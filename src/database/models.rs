use serde::{Deserialize, Serialize};
use sqlx::FromRow;

use crate::auth::Role;

#[derive(Debug, Clone, Serialize, Deserialize, FromRow)]
pub struct User {
    pub id: i32,
    pub username: String,
    pub role_id: i32,
    pub first_name: Option<String>,
    pub last_name: Option<String>,
}

impl User {
    pub fn role(&self) -> Role {
        Role::from_code(self.role_id)
    }
}

/// User row including the stored credential digest; only the login path
/// ever selects this shape.
#[derive(Debug, FromRow)]
pub struct Credential {
    pub id: i32,
    pub password_hash: String,
}

#[derive(Debug, Clone, Serialize, Deserialize, FromRow)]
pub struct Book {
    pub id: i32,
    pub title: String,
    pub description: String,
    pub year: i32,
    pub publisher: String,
    pub author: String,
    pub pages: i32,
    pub cover_id: String,
}

/// Listing row: book plus per-query aggregates. `average_rating` is rounded
/// to one decimal and 0 when the book has no reviews; `genres` is the
/// comma-joined genre names.
#[derive(Debug, Clone, Serialize, Deserialize, FromRow)]
pub struct BookSummary {
    pub id: i32,
    pub title: String,
    pub year: i32,
    pub genres: String,
    pub average_rating: f64,
    pub review_count: i64,
}

/// Detail view: all scalar book fields plus the same aggregates.
#[derive(Debug, Clone, Serialize, Deserialize, FromRow)]
pub struct BookDetail {
    pub id: i32,
    pub title: String,
    pub description: String,
    pub year: i32,
    pub publisher: String,
    pub author: String,
    pub pages: i32,
    pub cover_id: String,
    pub genres: String,
    pub average_rating: f64,
    pub review_count: i64,
}

#[derive(Debug, Clone, Serialize, Deserialize, FromRow)]
pub struct Review {
    pub id: i32,
    pub book_id: i32,
    pub user_id: i32,
    pub rating: i32,
    pub text: String,
}

/// Review annotated with the reviewing user's username, as shown on the
/// book detail page.
#[derive(Debug, Clone, Serialize, Deserialize, FromRow)]
pub struct ReviewWithAuthor {
    pub id: i32,
    pub book_id: i32,
    pub user_id: i32,
    pub rating: i32,
    pub text: String,
    pub username: String,
}
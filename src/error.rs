use axum::http::StatusCode;
use axum::response::{IntoResponse, Json, Response};
use serde_json::json;
use thiserror::Error;

use crate::flash::Flash;
use crate::respond::{encode_query_value, see_other};

/// Application error taxonomy.
///
/// The first four variants are boundary conditions recovered into redirects
/// with a notice; `Database` and `Session` are genuine failures that surface
/// as a generic 500 after logging. Internal detail never reaches the client.
#[derive(Debug, Error)]
pub enum AppError {
    #[error("authentication required")]
    Unauthenticated { next: String },

    #[error("insufficient privileges")]
    Forbidden { back: String },

    #[error("{notice}")]
    NotFound { notice: String, back: String },

    /// Unique-constraint style conflicts, e.g. a second review for the same
    /// (book, user) pair.
    #[error("{notice}")]
    Conflict { notice: String, back: String },

    #[error(transparent)]
    Database(#[from] sqlx::Error),

    #[error("session token error: {0}")]
    Session(#[from] jsonwebtoken::errors::Error),
}

impl AppError {
    pub fn not_found(notice: impl Into<String>, back: impl Into<String>) -> Self {
        AppError::NotFound { notice: notice.into(), back: back.into() }
    }

    pub fn conflict(notice: impl Into<String>, back: impl Into<String>) -> Self {
        AppError::Conflict { notice: notice.into(), back: back.into() }
    }

    /// Structured log line emitted when a transactional operation fails.
    /// Only real store failures log at error level; recovered boundary
    /// conditions are debug noise.
    pub fn log(&self, op: &'static str) {
        match self {
            AppError::Database(err) => {
                tracing::error!(op, error = %err, "transaction rolled back")
            }
            other => tracing::debug!(op, error = %other, "operation aborted"),
        }
    }
}

impl IntoResponse for AppError {
    fn into_response(self) -> Response {
        match self {
            AppError::Unauthenticated { next } => {
                let target = format!("/auth?next={}", encode_query_value(&next));
                see_other(&target, Some(Flash::warning("Please log in to continue")))
            }
            AppError::Forbidden { back } => {
                see_other(&back, Some(Flash::warning("Insufficient privileges for this action")))
            }
            AppError::NotFound { notice, back } => see_other(&back, Some(Flash::danger(notice))),
            AppError::Conflict { notice, back } => see_other(&back, Some(Flash::warning(notice))),
            AppError::Database(err) => {
                tracing::error!(error = %err, "database failure");
                generic_500()
            }
            AppError::Session(err) => {
                tracing::error!(error = %err, "session token failure");
                generic_500()
            }
        }
    }
}

fn generic_500() -> Response {
    (
        StatusCode::INTERNAL_SERVER_ERROR,
        Json(json!({
            "error": true,
            "message": "An error occurred while processing your request",
        })),
    )
        .into_response()
}

#[cfg(test)]
mod tests {
    use super::*;
    use axum::http::header;

    #[test]
    fn unauthenticated_redirects_to_login_with_return_target() {
        let response = AppError::Unauthenticated { next: "/add_review/7".into() }.into_response();
        assert_eq!(response.status(), StatusCode::SEE_OTHER);
        assert_eq!(
            response.headers()[header::LOCATION],
            "/auth?next=%2Fadd_review%2F7"
        );
    }

    #[test]
    fn forbidden_redirects_back_with_warning_notice() {
        let response = AppError::Forbidden { back: "/view_book/2".into() }.into_response();
        assert_eq!(response.status(), StatusCode::SEE_OTHER);
        assert_eq!(response.headers()[header::LOCATION], "/view_book/2");
        let cookie = response.headers()[header::SET_COOKIE].to_str().unwrap();
        assert!(cookie.contains("warning"));
    }

    #[test]
    fn database_errors_become_generic_500() {
        let response = AppError::Database(sqlx::Error::PoolClosed).into_response();
        assert_eq!(response.status(), StatusCode::INTERNAL_SERVER_ERROR);
        assert!(response.headers().get(header::LOCATION).is_none());
    }
}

::::::::::

What is expected
An exact reproduction of all the entries above is required.

Your response
filename src/database/models.rs
use serde::{Deserialize, Serialize};
use sqlx::FromRow;

use crate::auth::Role;

#[derive(Debug, Clone, Serialize, Deserialize, FromRow)]
pub struct User {
    pub id: i32,
    pub username: String,
    pub role_id: i32,
    pub first_name: Option<String>,
    pub last_name: Option<String>,
}

impl User {
    pub fn role(&self) -> Role {
        Role::from_code(self.role_id)
    }
}

/// User row including the stored credential digest; only the login path
/// ever selects this shape.
#[derive(Debug, FromRow)]
pub struct Credential {
    pub id: i32,
    pub password_hash: String,
}

#[derive(Debug, Clone, Serialize, Deserialize, FromRow)]
pub struct Book {
    pub id: i32,
    pub title: String,
    pub description: String,
    pub year: i32,
    pub publisher: String,
    pub author: String,
    pub pages: i32,
    pub cover_id: String,
}

/// Listing row: book plus per-query aggregates. `average_rating` is rounded
/// to one decimal and 0 when the book has no reviews; `genres` is the
/// comma-joined genre names.
#[derive(Debug, Clone, Serialize, Deserialize, FromRow)]
pub struct BookSummary {
    pub id: i32,
    pub title: String,
    pub year: i32,
    pub genres: String,
    pub average_rating: f64,
    pub review_count: i64,
}

/// Detail view: all scalar book fields plus the same aggregates.
#[derive(Debug, Clone, Serialize, Deserialize, FromRow)]
pub struct BookDetail {
    pub id: i32,
    pub title: String,
    pub description: String,
    pub year: i32,
    pub publisher: String,
    pub author: String,
    pub pages: i32,
    pub cover_id: String,
    pub genres: String,
    pub average_rating: f64,
    pub review_count: i64,
}

#[derive(Debug, Clone, Serialize, Deserialize, FromRow)]
pub struct Review {
    pub id: i32,
    pub book_id: i32,
    pub user_id: i32,
    pub rating: i32,
    pub text: String,
}

/// Review annotated with the reviewing user's username, as shown on the
/// book detail page.
#[derive(Debug, Clone, Serialize, Deserialize, FromRow)]
pub struct ReviewWithAuthor {
    pub id: i32,
    pub book_id: i32,
    pub user_id: i32,
    pub rating: i32,
    pub text: String,
    pub username: String,
}
filename src/error.rs
use axum::http::StatusCode;
use axum::response::{IntoResponse, Json, Response};
use serde_json::json;
use thiserror::Error;

use crate::flash::Flash;
use crate::respond::{encode_query_value, see_other};

/// Application error taxonomy.
///
/// The first four variants are boundary conditions recovered into redirects
/// with a notice; `Database` and `Session` are genuine failures that surface
/// as a generic 500 after logging. Internal detail never reaches the client.
#[derive(Debug, Error)]
pub enum AppError {
    #[error("authentication required")]
    Unauthenticated { next: String },

    #[error("insufficient privileges")]
    Forbidden { back: String },

    #[error("{notice}")]
    NotFound { notice: String, back: String },

    /// Unique-constraint style conflicts, e.g. a second review for the same
    /// (book, user) pair.
    #[error("{notice}")]
    Conflict { notice: String, back: String },

    #[error(transparent)]
    Database(#[from] sqlx::Error),

    #[error("session token error: {0}")]
    Session(#[from] jsonwebtoken::errors::Error),
}

impl AppError {
    pub fn not_found(notice: impl Into<String>, back: impl Into<String>) -> Self {
        AppError::NotFound { notice: notice.into(), back: back.into() }
    }

    pub fn conflict(notice: impl Into<String>, back: impl Into<String>) -> Self {
        AppError::Conflict { notice: notice.into(), back: back.into() }
    }

    /// Structured log line emitted when a transactional operation fails.
    /// Only real store failures log at error level; recovered boundary
    /// conditions are debug noise.
    pub fn log(&self, op: &'static str) {
        match self {
            AppError::Database(err) => {
                tracing::error!(op, error = %err, "transaction rolled back")
            }
            other => tracing::debug!(op, error = %other, "operation aborted"),
        }
    }
}

impl IntoResponse for AppError {
    fn into_response(self) -> Response {
        match self {
            AppError::Unauthenticated { next } => {
                let target = format!("/auth?next={}", encode_query_value(&next));
                see_other(&target, Some(Flash::warning("Please log in to continue")))
            }
            AppError::Forbidden { back } => {
                see_other(&back, Some(Flash::warning("Insufficient privileges for this action")))
            }
            AppError::NotFound { notice, back } => see_other(&back, Some(Flash::danger(notice))),
            AppError::Conflict { notice, back } => see_other(&back, Some(Flash::warning(notice))),
            AppError::Database(err) => {
                tracing::error!(error = %err, "database failure");
                generic_500()
            }
            AppError::Session(err) => {
                tracing::error!(error = %err, "session token failure");
                generic_500()
            }
        }
    }
}

fn generic_500() -> Response {
    (
        StatusCode::INTERNAL_SERVER_ERROR,
        Json(json!({
            "error": true,
            "message": "An error occurred while processing your request",
        })),
    )
        .into_response()
}

#[cfg(test)]
mod tests {
    use super::*;
    use axum::http::header;

    #[test]
    fn unauthenticated_redirects_to_login_with_return_target() {
        let response = AppError::Unauthenticated { next: "/add_review/7".into() }.into_response();
        assert_eq!(response.status(), StatusCode::SEE_OTHER);
        assert_eq!(
            response.headers()[header::LOCATION],
            "/auth?next=%2Fadd_review%2F7"
        );
    }

    #[test]
    fn forbidden_redirects_back_with_warning_notice() {
        let response = AppError::Forbidden { back: "/view_book/2".into() }.into_response();
        assert_eq!(response.status(), StatusCode::SEE_OTHER);
        assert_eq!(response.headers()[header::LOCATION], "/view_book/2");
        let cookie = response.headers()[header::SET_COOKIE].to_str().unwrap();
        assert!(cookie.contains("warning"));
    }

    #[test]
    fn database_errors_become_generic_500() {
        let response = AppError::Database(sqlx::Error::PoolClosed).into_response();
        assert_eq!(response.status(), StatusCode::INTERNAL_SERVER_ERROR);
        assert!(response.headers().get(header::LOCATION).is_none());
    }
}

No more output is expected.